Clery's on O'Connell Street will remain closed for at least the next 24 hours and it is not yet known when it will re-open.

The damage to the building was caused by a violent thunderstorm that hit the city around midnight.

The 400 staff were informed when they turned up for work that the store would remain closed for the day while the building was made safe.

The damage is still being assessed and the front entrance was sealed off this morning.

"This morning at 12.10am, the Clery's Department Store building on O'Connell Street incurred damage during a period of heavy rainfall combined with thunder and lightning," said a statement.

A spokesperson told the Herald that the extent of the damage is not yet known, but it is unlikely that the store will open tomorrow.

"We had been carrying out renovations on the store, but this was completely weather related," said the spokesperson.

"We are closed today and it is doubtful if we will open tomorrow."

Chaos

Following a three-week dry spell, more chaos was caused in the city centre as torrential rain began to fall around midnight.

A section of the roof of the nearby Mater Hospital also caved in around the same time, in what is also believed to be a weather-related incident.

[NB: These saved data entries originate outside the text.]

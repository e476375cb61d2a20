//! Shared utilities for integration tests.

#![allow(dead_code)]

use std::net::SocketAddr;
use std::path::Path;
use std::sync::Arc;

use axum::Router;
use chrono::NaiveDate;
use serde_json::{json, Value};
use tokio::net::TcpListener;

use telemetry_pipeline::config::TelemetryConfig;
use telemetry_pipeline::events::{general_log_path, EventEmitter, MemorySink};
use telemetry_pipeline::http::server::{build_router, AppState};
use telemetry_pipeline::http::HttpServer;
use telemetry_pipeline::instrumentation::Instrumentation;
use telemetry_pipeline::lifecycle::Shutdown;

/// Config writing into `log_dir` with the admin API enabled.
pub fn test_config(log_dir: &Path) -> TelemetryConfig {
    let mut config = TelemetryConfig::default();
    config.emitter.log_dir = log_dir.to_path_buf();
    config.emitter.service = "recipes".to_string();
    config.emitter.console = Some(false);
    config.admin.enabled = true;
    config.admin.api_key = "test-key".to_string();
    config
}

/// Router backed by an in-memory sink.
pub fn memory_router(config: &TelemetryConfig) -> (Router, MemorySink, Arc<Instrumentation>) {
    let (emitter, sink) = EventEmitter::in_memory(&config.emitter);
    let instrumentation = Arc::new(Instrumentation::new(&config.instrumentation, emitter).unwrap());
    let state = AppState::new(config, instrumentation.clone());
    (build_router(config, state), sink, instrumentation)
}

/// Run a real host writing daily files. Returns its address.
pub async fn start_host(config: &TelemetryConfig, shutdown: &Shutdown) -> SocketAddr {
    let listener = TcpListener::bind("127.0.0.1:0").await.unwrap();
    let addr = listener.local_addr().unwrap();

    let emitter = EventEmitter::daily_files(&config.emitter);
    let instrumentation = Arc::new(Instrumentation::new(&config.instrumentation, emitter).unwrap());
    let server = HttpServer::new(config, instrumentation);
    let (_tx, updates) = tokio::sync::mpsc::unbounded_channel();
    let shutdown = shutdown.clone();
    tokio::spawn(async move {
        server.run(listener, updates, shutdown).await.unwrap();
    });

    addr
}

pub fn day(s: &str) -> NaiveDate {
    NaiveDate::parse_from_str(s, "%Y-%m-%d").unwrap()
}

/// One serialized event line.
pub fn event_line(level: &str, message: &str, fields: Value) -> String {
    let mut obj = json!({
        "timestamp": "2024-05-01 12:00:00",
        "level": level,
        "message": message,
    });
    if let (Some(target), Value::Object(extra)) = (obj.as_object_mut(), fields) {
        target.extend(extra);
    }
    obj.to_string()
}

pub fn request_line(url: &str, response_ms: u64) -> String {
    event_line(
        "info",
        "HTTP Request",
        json!({ "method": "GET", "url": url, "statusCode": 200, "responseTime": format!("{response_ms}ms") }),
    )
}

/// Write `lines` as the general stream of `date`.
pub fn write_day(dir: &Path, service: &str, date: NaiveDate, lines: &[String]) {
    let mut text = lines.join("\n");
    if !text.is_empty() {
        text.push('\n');
    }
    std::fs::write(general_log_path(dir, service, date), text).unwrap();
}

A small number of patients were temporarily assigned to other beds.

Repairs will be carried out as soon as possible at the hospital.

Flooding was reported in parts of Dublin city centre, Cabra, Rathgar, Christchurch and Ballymun.

Basement flats in a number of areas were submerged with water, and Collins Avenue East was reported to be impassable for a time last night.

Dart services were suspended between Bray and Greystones after lightning damaged the overhead power lines.

Dublin Fire Brigade reported being very busy in the early hours of the morning.

"At 12.10am the switchboard just lit up and at one stage we had nearly every fire brigade in Dublin out working," said a spokesman for Dublin Fire Brigade.

Met Eireann said that the main reason for the flooding was not so much the quantity of rain that fell, but the fact that the ground had become so dry following the heatwave.

"The ground is so dry and hard and the rain just runs off it like it is concrete," said Met Eireann's John Hannon.